1. Sky Lights by Kim Frost
I was coming home from another assignment when I noticed the fireworks, so I was fortunate to have my camera and tripod in tow. I hiked down the staircase that descends from North 26th and East Franklin streets in Church Hill to Shockoe Bottom and found this nostalgic scene. The occasion was the 400th anniversary of Jamestown's founding, but Rocketts Landing also holds a fireworks show on Memorial Day.
2. Big Ride by Jeff Saxman
This was the Martin's Gran Fondo bike rally, held Oct. 5, a long-distance event in which cyclists ride 29, 59 or 102 miles. I shot it as part of an effort to create a catalog of biking images in anticipation of the UCI Road World Championships taking place here in 2015.

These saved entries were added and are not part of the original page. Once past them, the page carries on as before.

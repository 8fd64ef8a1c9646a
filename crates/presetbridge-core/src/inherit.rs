//! Three-level property inheritance (global → group → region).
//!
//! Resolution never touches the tree: each level's resolved parameters are
//! computed from its own explicit values with the parent's *resolved*
//! parameters as fallback.

use crate::model::{CrossfadeShape, Instrument, Properties};

/// First explicit value, most specific layer first.
pub fn cascade<T: Copy>(layers: &[Option<T>]) -> Option<T> {
    layers.iter().copied().flatten().next()
}

/// Effective playback and loop parameters of one node.
///
/// `None` on `end`/`loop_start`/`loop_end` means the value was never set at
/// any level; it is bound to the file length only once the file is known.
#[derive(Debug, Clone, Copy, PartialEq, Default)]
pub struct PlaybackParams {
    pub start: i64,
    pub end: Option<i64>,
    pub loop_enabled: Option<bool>,
    pub loop_start: Option<i64>,
    pub loop_end: Option<i64>,
    pub crossfade: i64,
    pub shape: CrossfadeShape,
}

impl PlaybackParams {
    /// Resolve `node` against its parent's resolved parameters.
    pub fn resolve(node: &Properties, parent: &PlaybackParams) -> PlaybackParams {
        PlaybackParams {
            start: node.start.unwrap_or(parent.start),
            end: cascade(&[node.end, parent.end]),
            loop_enabled: cascade(&[node.loop_enabled, parent.loop_enabled]),
            loop_start: cascade(&[node.loop_start, parent.loop_start]),
            loop_end: cascade(&[node.loop_end, parent.loop_end]),
            crossfade: node.loop_crossfade.unwrap_or(parent.crossfade),
            shape: node.loop_crossfade_mode.unwrap_or(parent.shape),
        }
    }

    /// Resolve a chain of layers ordered from global to most specific.
    pub fn resolve_chain(layers: &[&Properties]) -> PlaybackParams {
        layers
            .iter()
            .fold(PlaybackParams::default(), |parent, node| {
                PlaybackParams::resolve(node, &parent)
            })
    }

    pub fn is_looping(&self) -> bool {
        self.loop_enabled.unwrap_or(false)
    }

    /// Write these parameters onto `props` as explicit values.
    pub fn apply_to(&self, props: &mut Properties) {
        props.start = Some(self.start);
        props.end = self.end;
        props.loop_enabled = self.loop_enabled;
        props.loop_start = self.loop_start;
        props.loop_end = self.loop_end;
        props.loop_crossfade = Some(self.crossfade);
        props.loop_crossfade_mode = Some(self.shape);
    }
}

/// Resolved parameters for every node of an instrument, in tree order.
#[derive(Debug, Clone, PartialEq)]
pub struct ResolvedTree {
    pub global: PlaybackParams,
    pub groups: Vec<ResolvedGroup>,
}

#[derive(Debug, Clone, PartialEq)]
pub struct ResolvedGroup {
    pub params: PlaybackParams,
    pub regions: Vec<PlaybackParams>,
}

impl ResolvedTree {
    pub fn resolve(instrument: &Instrument) -> ResolvedTree {
        let global = PlaybackParams::resolve(&instrument.global, &PlaybackParams::default());
        let groups = instrument
            .groups
            .iter()
            .map(|group| {
                let params = PlaybackParams::resolve(&group.props, &global);
                let regions = group
                    .regions
                    .iter()
                    .map(|region| PlaybackParams::resolve(&region.props, &params))
                    .collect();
                ResolvedGroup { params, regions }
            })
            .collect();

        ResolvedTree { global, groups }
    }
}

3. River City by K.C. Johnson
A similar version of this photograph from the 2012 Dominion Riverrock sports and music festival at Brown's Island appeared in Outside magazine (which declared Richmond the nation's most livable river town). I had just spent a long day with my company, Image Machine, which had been commissioned by Canal Cafe to photograph the event. I was headed home on the Manchester bridge at sunset, but I pulled my car over for one last photo.
4. Concrete Chic by Matt Licari
I was shooting a fashion spread for Relapse Magazine. Richmond's Manchester area always intrigues me (my studio and apartment are both here), and I'm used to seeing the city from the south-of-the-river view. The big slab of concrete where this image was made is a great vantage point to see the skyline, while also being a little less expected than shots that include the river.
5. Up the Wall by Jeff Ruisi
I had been photographing people at the Manchester climbing wall for more than a year. I had tried a few times to photograph a climber with the skyline in the background, but it just never panned out — the light was bad, the climber blended too much into the wall, etc. The one thing that makes the shot is the red shirt, which contrasts nicely with the wall. Also, it is important for a climber to be at an angle on the wall for the photograph to be interesting. This image has both. I don't know the climber, so it was me being in the right place at the right time.